(Instructions for the task):
Every line from the one bearing "- Storage (see" through the last line of the entries should be printed exactly, with no other output.
START Listed entries
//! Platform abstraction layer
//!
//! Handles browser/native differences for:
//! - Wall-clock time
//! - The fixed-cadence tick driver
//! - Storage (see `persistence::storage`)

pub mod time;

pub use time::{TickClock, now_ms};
END Listed entries
(Expected output):
//! - Storage (see `persistence::storage`)

pub mod time;

pub use time::{TickClock, now_ms};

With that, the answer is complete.